Ethna--his Ethna--would be God's alone
In one brief month; for which the maid withdrew,
To seek for strength before his blessed throne.
Was it the fire that on his bosom preyed,
Or the temptation of the Fiend abhorred,
That made him vow to snatch the white-veiled maid
Even from the very altar of her Lord?

The first of June, that festival of flowers,
Came, like a goddess, o'er the meadows green!
And all the children of the spring-tide showers
Rose from their grassy beds to hail their Queen.
A song of joy, a paean of delight,
Rose from the myriad life in the tall grass,
When the young Dawn, fresh from the sleep of night,
Glanced at her blushing face in Ocean's glass.

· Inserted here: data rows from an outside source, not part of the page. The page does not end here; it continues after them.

use rand::rngs::StdRng;
use rand::SeedableRng;
use roimatch_core::NicheConfig;

use super::*;

fn beauty_niches() -> NichesFile {
    NichesFile {
        niches: vec![
            NicheConfig {
                name: "Beauty".to_string(),
                product_category: "Beauty/Skincare".to_string(),
                keywords: vec!["beauty".into(), "skin".into(), "makeup".into()],
            },
            NicheConfig {
                name: "Fitness".to_string(),
                product_category: "Fitness/Supplements".to_string(),
                keywords: vec!["gym".into(), "skin".into()],
            },
        ],
    }
}

fn raw(identity: &str, followers: &str, bio: &str) -> RawProfile {
    RawProfile {
        identity: identity.to_string(),
        followers: followers.to_string(),
        bio: bio.to_string(),
        budget: None,
    }
}

fn creator_config(niches: &NichesFile) -> CreatorNormalizeConfig<'_> {
    CreatorNormalizeConfig {
        niches,
        platform: Platform::Instagram,
    }
}

#[test]
fn creators_keep_only_keyword_matches_and_assign_first_niche() {
    let niches = beauty_niches();
    let input = vec![
        raw("alice", "1200", "Daily SKIN routine"),
        raw("bob", "900", "Gym every day"),
        raw("carol", "50", "Cooking and travel"),
    ];
    let out = normalize_creators(&input, &creator_config(&niches));

    assert_eq!(out.records.len(), 2);
    assert_eq!(out.filtered, 1);
    assert_eq!(out.records[0].niche, "Beauty");
    assert_eq!(out.records[1].niche, "Fitness");
    assert_eq!(out.records[0].platform, Platform::Instagram);
}

#[test]
fn creator_duplicates_keep_first_seen() {
    let niches = beauty_niches();
    let input = vec![
        raw("alice", "100", "beauty one"),
        raw("alice", "999", "beauty two"),
    ];
    let out = normalize_creators(&input, &creator_config(&niches));

    assert_eq!(out.records.len(), 1);
    assert_eq!(out.duplicates, 1);
    assert_eq!(out.records[0].follower_count, 100);
    assert_eq!(out.records[0].bio, "beauty one");
}

#[test]
fn non_numeric_followers_coerce_to_zero() {
    let niches = beauty_niches();
    let input = vec![
        raw("a", "12k", "beauty"),
        raw("b", "-5", "beauty"),
        raw("c", "", "beauty"),
        raw("d", "99999999999999999999999", "beauty"),
        raw("e", "42", "beauty"),
    ];
    let out = normalize_creators(&input, &creator_config(&niches));
    let counts: Vec<u64> = out.records.iter().map(|c| c.follower_count).collect();
    assert_eq!(counts, vec![0, 0, 0, 0, 42]);
}

#[test]
fn empty_identity_is_malformed() {
    let niches = beauty_niches();
    let out = normalize_creators(&[raw("", "1", "beauty")], &creator_config(&niches));
    assert!(out.records.is_empty());
    assert_eq!(out.malformed, 1);
}

#[test]
fn bio_truncates_on_character_boundary() {
    let niches = beauty_niches();
    let bio = format!("beauty {}", "é".repeat(600));
    let out = normalize_creators(&[raw("a", "1", &bio)], &creator_config(&niches));
    let kept = &out.records[0].bio;
    assert_eq!(kept.chars().count(), MAX_BIO_CHARS);
    assert!(kept.starts_with("beauty "));
}

#[test]
fn creator_ids_are_provisional_sequence() {
    let niches = beauty_niches();
    let input = vec![
        raw("a", "1", "beauty"),
        raw("x", "1", "nothing"),
        raw("b", "1", "makeup"),
    ];
    let out = normalize_creators(&input, &creator_config(&niches));
    let ids: Vec<i64> = out.records.iter().map(|c| c.id).collect();
    assert_eq!(ids, vec![1, 2]);
}

#[test]
fn campaigns_take_category_from_matching_niche_and_dedup_by_brand() {
    let niches = beauty_niches();
    let mut rng = StdRng::seed_from_u64(42);
    let config = CampaignNormalizeConfig {
        niches: &niches,
        budget: BudgetPolicy::Simulate {
            min: 1000,
            max: 10_000,
        },
    };
    let input = vec![
        raw("GlowCo", "10", "Korean skincare and makeup"),
        raw("GlowCo", "10", "a second makeup listing"),
        raw("IronWorks", "10", "gym equipment"),
        raw("Bakery", "10", "bread"),
    ];
    let out = normalize_campaigns(&input, &config, &mut rng);

    assert_eq!(out.records.len(), 2);
    assert_eq!(out.duplicates, 1);
    assert_eq!(out.filtered, 1);
    assert_eq!(out.records[0].product_category, "Beauty/Skincare");
    assert_eq!(out.records[1].product_category, "Fitness/Supplements");
    for c in &out.records {
        assert!((1000..=10_000).contains(&c.budget), "budget {}", c.budget);
    }
}

#[test]
fn simulated_budgets_are_deterministic_for_a_seed() {
    let niches = beauty_niches();
    let config = CampaignNormalizeConfig {
        niches: &niches,
        budget: BudgetPolicy::Simulate {
            min: 1000,
            max: 10_000,
        },
    };
    let input: Vec<RawProfile> = (0..20)
        .map(|i| raw(&format!("brand{i}"), "1", "beauty"))
        .collect();

    let a = normalize_campaigns(&input, &config, &mut StdRng::seed_from_u64(7));
    let b = normalize_campaigns(&input, &config, &mut StdRng::seed_from_u64(7));
    let budgets_a: Vec<i64> = a.records.iter().map(|c| c.budget).collect();
    let budgets_b: Vec<i64> = b.records.iter().map(|c| c.budget).collect();
    assert_eq!(budgets_a, budgets_b);
}

#[test]
fn explicit_budget_wins_and_required_policy_skips_missing() {
    let niches = beauty_niches();
    let config = CampaignNormalizeConfig {
        niches: &niches,
        budget: BudgetPolicy::Require,
    };
    let mut with_budget = raw("Explicit", "1", "beauty");
    with_budget.budget = Some("2500".to_string());
    let mut zero_budget = raw("Zero", "1", "beauty");
    zero_budget.budget = Some("0".to_string());
    let input = vec![with_budget, raw("Missing", "1", "beauty"), zero_budget];

    let out = normalize_campaigns(&input, &config, &mut StdRng::seed_from_u64(1));
    assert_eq!(out.records.len(), 1);
    assert_eq!(out.records[0].budget, 2500);
    assert_eq!(out.malformed, 2);
}

#[test]
fn content_requirements_truncate_to_200_chars() {
    let niches = beauty_niches();
    let config = CampaignNormalizeConfig {
        niches: &niches,
        budget: BudgetPolicy::Simulate { min: 1, max: 1 },
    };
    let long = format!("beauty {}", "x".repeat(400));
    let out = normalize_campaigns(&[raw("B", "1", &long)], &config, &mut StdRng::seed_from_u64(0));
    assert_eq!(
        out.records[0].content_requirements.chars().count(),
        MAX_CONTENT_REQUIREMENT_CHARS
    );
    assert_eq!(out.records[0].budget, 1);
}

#[test]
fn truncate_chars_leaves_short_strings_alone() {
    assert_eq!(truncate_chars("abc", 5), "abc");
    assert_eq!(truncate_chars("한국어입니다", 3), "한국어");
}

Ethna awoke--a second--brighter dawn--
Her mother's fondling voice breathed in her ear;
Quick from her couch she started as a fawn
Bounds from the heather when her dam is near.
Each clasped the other in a long embrace--
Each know the other's heart did beat and bleed--
Each kissed the warm tears from the other's face,
And gave the consolation she did need.

Oh! bitterest sacrifice the heart can make--
That of a mother of her darling child--
That of a child, who, for her Saviour's sake,
Leaves the fond face that o'er her cradle smiled.
They who may think that God doth never need
So great, so sad a sacrifice as this,
While they take glory in their easier creed,
Will feel and own the sacrifice it is.

All is prepared--the sisters in the choir--
The mitred abbot on his crimson throne--
The waxen tapers, with their pallid fire
Poured o'er the sacred cup and altar-stone--
The upturned eyes, glistening with pious tears--
The censer's fragrant vapour floating o'er;
Now all is hushed, for, lo! the maid appears,
Entering with solemn step the sacred door.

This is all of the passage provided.